Which lines of the data include the string "inside"? List them all.

*** Supplied material

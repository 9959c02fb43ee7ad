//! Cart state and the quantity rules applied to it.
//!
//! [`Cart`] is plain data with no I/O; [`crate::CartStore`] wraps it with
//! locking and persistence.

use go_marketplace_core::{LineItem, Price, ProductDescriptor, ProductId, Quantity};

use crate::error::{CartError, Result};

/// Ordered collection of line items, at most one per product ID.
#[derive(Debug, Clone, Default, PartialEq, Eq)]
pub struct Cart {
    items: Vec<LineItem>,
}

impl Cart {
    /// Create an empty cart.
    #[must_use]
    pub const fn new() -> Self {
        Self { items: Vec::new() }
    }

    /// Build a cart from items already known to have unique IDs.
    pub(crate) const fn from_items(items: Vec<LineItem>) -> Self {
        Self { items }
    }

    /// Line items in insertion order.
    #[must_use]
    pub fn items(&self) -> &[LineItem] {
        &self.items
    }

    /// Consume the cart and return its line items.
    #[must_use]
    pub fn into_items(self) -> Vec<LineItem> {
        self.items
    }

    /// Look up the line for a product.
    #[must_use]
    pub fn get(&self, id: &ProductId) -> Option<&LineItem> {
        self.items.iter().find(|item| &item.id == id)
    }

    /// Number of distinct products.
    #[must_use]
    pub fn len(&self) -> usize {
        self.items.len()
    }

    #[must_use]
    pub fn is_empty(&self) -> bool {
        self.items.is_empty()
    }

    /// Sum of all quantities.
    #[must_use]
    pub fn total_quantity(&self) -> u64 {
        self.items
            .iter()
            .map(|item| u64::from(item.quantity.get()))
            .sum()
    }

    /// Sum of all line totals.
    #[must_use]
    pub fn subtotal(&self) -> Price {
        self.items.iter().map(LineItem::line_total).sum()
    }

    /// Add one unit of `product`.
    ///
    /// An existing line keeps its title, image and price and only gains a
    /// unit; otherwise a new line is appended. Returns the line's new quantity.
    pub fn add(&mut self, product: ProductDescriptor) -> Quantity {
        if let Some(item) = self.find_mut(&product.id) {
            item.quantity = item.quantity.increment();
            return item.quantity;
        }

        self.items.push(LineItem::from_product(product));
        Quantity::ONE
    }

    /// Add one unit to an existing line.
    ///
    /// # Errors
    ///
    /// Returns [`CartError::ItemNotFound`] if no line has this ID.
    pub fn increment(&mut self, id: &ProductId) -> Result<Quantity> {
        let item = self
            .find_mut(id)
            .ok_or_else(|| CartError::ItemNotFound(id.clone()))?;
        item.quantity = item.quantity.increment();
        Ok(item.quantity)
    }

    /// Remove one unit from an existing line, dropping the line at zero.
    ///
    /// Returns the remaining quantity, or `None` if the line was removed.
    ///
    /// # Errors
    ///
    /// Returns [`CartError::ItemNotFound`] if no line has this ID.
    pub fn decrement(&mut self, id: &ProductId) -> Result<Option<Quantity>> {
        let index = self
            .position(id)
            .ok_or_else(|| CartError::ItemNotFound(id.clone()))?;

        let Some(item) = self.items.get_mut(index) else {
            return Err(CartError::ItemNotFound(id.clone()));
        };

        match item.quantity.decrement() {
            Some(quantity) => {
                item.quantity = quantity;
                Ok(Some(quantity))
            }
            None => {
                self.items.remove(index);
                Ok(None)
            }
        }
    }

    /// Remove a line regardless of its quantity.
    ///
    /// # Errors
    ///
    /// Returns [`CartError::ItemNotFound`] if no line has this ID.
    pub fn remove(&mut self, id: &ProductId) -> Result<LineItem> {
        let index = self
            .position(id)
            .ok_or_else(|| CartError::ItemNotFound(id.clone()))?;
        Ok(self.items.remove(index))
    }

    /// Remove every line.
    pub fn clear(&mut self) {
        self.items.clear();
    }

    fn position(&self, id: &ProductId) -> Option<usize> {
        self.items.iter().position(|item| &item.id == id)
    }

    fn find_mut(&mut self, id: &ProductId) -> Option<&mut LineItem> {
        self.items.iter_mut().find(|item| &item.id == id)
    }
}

******
*** Supplied material

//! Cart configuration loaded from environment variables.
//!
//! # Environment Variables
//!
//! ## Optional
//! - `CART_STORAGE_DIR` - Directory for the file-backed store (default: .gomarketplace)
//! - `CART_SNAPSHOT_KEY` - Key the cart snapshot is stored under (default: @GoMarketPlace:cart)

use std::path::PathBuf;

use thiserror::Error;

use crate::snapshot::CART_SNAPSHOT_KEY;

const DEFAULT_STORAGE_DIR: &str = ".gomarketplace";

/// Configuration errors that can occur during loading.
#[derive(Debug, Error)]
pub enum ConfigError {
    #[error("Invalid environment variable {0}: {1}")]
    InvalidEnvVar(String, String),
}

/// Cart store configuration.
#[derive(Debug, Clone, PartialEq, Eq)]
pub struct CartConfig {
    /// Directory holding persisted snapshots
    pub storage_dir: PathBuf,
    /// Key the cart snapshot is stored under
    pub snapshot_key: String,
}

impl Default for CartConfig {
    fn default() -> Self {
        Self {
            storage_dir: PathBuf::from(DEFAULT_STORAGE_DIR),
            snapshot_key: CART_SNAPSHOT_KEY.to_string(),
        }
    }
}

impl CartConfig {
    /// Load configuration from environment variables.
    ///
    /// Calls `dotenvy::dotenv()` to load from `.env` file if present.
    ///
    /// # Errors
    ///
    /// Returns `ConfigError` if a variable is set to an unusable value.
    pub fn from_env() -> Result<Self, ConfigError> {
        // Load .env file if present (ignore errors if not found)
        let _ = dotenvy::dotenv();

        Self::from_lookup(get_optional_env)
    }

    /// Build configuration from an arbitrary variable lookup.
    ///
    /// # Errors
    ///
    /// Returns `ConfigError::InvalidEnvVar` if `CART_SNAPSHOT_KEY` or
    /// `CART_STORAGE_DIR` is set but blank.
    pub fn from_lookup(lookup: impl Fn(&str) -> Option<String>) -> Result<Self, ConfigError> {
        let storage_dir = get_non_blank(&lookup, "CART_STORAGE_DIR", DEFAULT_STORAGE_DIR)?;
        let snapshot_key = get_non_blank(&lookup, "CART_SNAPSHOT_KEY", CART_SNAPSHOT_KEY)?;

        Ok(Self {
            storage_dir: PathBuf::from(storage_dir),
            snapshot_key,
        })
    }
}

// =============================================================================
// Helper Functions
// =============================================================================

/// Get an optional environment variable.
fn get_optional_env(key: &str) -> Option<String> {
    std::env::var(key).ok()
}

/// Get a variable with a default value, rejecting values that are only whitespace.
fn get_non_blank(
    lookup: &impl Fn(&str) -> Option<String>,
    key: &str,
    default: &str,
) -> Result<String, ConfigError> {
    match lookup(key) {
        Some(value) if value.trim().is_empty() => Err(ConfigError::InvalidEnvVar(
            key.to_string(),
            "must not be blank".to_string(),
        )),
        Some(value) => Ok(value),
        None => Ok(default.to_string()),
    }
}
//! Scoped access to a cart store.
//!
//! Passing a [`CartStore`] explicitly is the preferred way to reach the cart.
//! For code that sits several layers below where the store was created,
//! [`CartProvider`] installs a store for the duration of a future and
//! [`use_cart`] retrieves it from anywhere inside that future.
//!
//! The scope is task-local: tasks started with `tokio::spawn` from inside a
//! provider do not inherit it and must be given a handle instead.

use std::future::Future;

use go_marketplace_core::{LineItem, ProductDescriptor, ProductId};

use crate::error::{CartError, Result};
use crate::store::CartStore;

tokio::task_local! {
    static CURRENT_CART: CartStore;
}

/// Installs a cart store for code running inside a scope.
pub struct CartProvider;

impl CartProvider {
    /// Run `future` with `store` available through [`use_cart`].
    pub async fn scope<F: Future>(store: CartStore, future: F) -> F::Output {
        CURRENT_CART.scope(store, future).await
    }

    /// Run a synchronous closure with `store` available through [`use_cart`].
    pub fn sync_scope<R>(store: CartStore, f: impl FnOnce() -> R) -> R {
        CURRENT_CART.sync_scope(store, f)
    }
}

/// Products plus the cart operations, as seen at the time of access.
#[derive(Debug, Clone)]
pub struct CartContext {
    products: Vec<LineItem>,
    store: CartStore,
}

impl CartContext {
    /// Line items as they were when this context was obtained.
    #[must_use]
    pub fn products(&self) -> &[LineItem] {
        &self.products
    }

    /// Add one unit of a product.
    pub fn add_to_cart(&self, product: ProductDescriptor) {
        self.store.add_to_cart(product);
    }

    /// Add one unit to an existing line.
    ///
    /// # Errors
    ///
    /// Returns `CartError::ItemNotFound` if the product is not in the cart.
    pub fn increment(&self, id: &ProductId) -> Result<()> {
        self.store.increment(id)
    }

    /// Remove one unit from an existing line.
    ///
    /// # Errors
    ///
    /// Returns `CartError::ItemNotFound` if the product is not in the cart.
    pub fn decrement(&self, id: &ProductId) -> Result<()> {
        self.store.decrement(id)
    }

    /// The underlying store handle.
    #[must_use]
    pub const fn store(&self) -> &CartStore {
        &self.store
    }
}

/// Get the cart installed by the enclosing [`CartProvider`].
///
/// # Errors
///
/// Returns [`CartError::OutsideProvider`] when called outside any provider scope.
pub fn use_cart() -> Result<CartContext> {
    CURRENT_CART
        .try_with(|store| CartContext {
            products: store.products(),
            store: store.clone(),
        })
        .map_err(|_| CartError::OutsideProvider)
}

******

Task answer:
//! [`use_cart`] retrieves it from anywhere inside that future.
//! The scope is task-local: tasks started with `tokio::spawn` from inside a
/// Installs a cart store for code running inside a scope.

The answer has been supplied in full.